>>
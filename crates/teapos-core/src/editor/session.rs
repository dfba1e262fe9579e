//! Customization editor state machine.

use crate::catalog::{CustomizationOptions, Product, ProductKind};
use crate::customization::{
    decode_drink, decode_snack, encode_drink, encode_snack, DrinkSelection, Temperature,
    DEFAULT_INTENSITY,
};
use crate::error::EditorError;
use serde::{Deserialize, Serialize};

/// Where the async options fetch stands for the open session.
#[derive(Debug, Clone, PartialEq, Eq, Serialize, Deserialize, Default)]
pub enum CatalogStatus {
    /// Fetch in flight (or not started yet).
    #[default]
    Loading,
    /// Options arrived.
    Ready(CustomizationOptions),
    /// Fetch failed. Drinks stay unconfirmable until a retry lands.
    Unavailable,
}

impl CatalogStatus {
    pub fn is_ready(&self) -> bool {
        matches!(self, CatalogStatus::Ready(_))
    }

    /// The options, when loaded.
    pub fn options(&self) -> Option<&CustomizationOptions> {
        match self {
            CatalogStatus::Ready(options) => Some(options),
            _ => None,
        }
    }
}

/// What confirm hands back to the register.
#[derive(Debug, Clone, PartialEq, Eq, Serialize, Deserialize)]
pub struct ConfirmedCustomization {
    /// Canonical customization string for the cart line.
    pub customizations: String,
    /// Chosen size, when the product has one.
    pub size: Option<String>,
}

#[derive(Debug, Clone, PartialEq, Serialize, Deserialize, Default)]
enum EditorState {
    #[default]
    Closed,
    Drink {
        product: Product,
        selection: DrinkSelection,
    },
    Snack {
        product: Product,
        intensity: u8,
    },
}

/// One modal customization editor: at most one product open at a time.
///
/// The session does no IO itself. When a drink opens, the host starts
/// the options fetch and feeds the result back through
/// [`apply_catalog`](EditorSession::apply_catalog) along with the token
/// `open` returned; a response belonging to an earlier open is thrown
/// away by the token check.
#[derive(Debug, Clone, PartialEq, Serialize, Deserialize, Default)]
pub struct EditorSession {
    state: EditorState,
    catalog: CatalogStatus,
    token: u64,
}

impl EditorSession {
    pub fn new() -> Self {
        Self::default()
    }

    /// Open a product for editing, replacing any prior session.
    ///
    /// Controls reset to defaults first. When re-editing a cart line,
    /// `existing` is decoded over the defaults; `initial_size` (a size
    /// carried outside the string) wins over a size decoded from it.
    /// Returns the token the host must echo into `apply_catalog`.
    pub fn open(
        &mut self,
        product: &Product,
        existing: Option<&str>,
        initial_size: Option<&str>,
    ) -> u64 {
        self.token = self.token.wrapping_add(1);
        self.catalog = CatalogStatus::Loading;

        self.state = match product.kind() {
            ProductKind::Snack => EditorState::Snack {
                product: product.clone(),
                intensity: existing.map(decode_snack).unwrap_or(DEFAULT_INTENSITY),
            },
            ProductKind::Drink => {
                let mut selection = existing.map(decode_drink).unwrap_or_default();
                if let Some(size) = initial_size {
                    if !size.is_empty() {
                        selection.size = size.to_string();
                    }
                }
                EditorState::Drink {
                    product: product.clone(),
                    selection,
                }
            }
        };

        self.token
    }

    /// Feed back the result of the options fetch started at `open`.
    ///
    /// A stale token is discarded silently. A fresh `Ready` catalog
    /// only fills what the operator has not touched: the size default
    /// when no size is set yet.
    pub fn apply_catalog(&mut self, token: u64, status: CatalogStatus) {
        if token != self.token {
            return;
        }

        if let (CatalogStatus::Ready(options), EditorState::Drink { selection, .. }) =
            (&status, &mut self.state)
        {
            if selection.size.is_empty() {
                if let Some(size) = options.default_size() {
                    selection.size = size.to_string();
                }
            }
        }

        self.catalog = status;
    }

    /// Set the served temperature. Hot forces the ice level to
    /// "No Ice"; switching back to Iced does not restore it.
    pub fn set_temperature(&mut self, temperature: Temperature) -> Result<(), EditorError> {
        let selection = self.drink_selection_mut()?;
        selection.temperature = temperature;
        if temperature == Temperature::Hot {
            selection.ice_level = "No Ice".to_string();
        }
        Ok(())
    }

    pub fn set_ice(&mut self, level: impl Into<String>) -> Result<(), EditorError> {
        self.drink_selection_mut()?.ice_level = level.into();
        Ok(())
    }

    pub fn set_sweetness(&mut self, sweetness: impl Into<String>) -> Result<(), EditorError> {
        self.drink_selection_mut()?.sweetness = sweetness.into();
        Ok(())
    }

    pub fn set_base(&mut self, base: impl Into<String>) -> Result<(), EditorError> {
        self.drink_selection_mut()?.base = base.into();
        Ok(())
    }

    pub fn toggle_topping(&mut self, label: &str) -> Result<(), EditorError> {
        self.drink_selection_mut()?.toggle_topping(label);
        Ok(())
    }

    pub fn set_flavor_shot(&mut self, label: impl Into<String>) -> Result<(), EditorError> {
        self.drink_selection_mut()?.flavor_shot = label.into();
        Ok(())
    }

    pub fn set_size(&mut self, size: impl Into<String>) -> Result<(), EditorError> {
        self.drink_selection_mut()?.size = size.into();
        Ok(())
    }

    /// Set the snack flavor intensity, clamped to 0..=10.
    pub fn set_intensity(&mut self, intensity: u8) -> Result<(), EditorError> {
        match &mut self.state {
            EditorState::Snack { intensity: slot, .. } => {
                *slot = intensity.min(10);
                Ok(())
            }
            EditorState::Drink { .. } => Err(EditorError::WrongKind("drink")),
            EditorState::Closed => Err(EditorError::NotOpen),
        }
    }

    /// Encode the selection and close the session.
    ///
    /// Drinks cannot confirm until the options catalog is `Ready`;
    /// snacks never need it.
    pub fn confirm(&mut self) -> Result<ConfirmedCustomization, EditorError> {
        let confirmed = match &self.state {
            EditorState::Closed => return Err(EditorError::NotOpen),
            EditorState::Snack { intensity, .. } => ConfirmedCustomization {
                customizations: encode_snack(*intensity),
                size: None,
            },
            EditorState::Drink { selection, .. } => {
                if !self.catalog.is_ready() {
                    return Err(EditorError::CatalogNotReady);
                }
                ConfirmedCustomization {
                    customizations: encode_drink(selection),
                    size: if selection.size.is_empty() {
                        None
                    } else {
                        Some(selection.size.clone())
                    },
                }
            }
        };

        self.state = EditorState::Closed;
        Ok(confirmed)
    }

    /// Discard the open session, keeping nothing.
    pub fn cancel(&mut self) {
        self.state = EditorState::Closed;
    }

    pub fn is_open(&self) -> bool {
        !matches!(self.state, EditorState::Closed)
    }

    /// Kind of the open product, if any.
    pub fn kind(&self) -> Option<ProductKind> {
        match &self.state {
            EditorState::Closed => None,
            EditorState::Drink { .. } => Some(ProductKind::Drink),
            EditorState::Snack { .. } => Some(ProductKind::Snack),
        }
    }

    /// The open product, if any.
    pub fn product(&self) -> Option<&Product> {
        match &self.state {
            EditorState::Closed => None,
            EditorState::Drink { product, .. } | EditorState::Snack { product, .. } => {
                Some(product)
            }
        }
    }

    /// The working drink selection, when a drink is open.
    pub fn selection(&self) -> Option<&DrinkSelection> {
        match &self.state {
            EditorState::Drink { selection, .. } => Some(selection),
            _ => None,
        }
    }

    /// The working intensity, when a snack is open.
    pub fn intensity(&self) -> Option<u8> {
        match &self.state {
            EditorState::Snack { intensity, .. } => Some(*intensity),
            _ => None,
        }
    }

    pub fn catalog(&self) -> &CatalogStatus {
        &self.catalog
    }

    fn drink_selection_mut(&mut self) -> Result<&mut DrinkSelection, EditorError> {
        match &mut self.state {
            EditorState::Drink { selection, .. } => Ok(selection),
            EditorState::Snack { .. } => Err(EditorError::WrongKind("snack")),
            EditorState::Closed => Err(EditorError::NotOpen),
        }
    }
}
<<
>>
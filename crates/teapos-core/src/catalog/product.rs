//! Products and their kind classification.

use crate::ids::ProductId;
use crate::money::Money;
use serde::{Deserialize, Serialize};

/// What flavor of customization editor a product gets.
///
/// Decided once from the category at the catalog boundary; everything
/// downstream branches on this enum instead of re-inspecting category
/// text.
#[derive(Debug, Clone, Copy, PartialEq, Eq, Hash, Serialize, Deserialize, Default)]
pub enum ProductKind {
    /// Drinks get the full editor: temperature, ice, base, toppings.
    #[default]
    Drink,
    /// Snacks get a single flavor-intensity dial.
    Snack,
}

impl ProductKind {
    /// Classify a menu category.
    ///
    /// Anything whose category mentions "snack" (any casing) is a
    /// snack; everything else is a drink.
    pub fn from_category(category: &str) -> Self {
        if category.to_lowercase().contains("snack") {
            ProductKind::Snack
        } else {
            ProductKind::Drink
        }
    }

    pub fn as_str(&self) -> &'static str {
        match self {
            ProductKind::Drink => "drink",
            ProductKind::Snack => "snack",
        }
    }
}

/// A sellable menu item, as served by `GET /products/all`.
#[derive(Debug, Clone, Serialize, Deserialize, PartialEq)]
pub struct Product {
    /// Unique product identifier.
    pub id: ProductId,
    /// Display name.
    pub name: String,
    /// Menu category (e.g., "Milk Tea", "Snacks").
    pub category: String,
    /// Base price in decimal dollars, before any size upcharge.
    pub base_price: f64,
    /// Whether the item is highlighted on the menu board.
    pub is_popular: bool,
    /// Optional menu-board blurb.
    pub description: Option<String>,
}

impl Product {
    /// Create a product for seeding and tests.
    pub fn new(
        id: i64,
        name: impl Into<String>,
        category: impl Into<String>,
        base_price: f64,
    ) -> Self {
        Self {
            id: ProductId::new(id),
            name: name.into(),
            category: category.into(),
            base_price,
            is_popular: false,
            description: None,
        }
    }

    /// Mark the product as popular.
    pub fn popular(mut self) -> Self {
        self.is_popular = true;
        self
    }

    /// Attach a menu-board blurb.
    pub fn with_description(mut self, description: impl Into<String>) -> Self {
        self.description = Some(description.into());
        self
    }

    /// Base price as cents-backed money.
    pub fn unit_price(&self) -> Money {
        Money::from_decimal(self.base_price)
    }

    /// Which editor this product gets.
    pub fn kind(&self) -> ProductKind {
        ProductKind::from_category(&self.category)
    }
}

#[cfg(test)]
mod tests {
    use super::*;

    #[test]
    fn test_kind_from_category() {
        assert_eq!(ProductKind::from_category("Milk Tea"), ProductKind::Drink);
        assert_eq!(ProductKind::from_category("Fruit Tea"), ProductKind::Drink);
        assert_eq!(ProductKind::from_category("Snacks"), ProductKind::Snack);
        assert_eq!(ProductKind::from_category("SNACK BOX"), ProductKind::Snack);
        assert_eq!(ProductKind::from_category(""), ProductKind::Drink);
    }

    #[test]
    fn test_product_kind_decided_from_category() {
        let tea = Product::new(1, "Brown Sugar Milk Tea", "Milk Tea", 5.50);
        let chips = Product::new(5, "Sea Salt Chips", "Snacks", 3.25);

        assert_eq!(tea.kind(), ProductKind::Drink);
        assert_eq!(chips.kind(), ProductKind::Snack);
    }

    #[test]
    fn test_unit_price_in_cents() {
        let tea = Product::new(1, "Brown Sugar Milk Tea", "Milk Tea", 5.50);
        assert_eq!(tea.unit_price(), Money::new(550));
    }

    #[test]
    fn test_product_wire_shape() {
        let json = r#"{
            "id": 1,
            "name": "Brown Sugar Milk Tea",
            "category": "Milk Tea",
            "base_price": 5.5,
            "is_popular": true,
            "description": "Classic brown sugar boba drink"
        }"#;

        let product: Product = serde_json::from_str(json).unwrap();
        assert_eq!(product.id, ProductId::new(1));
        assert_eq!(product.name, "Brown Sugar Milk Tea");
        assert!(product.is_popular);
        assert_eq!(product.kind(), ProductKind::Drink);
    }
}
<<
State the number of lines in the records that contain the string "enum". Nothing else is needed.

4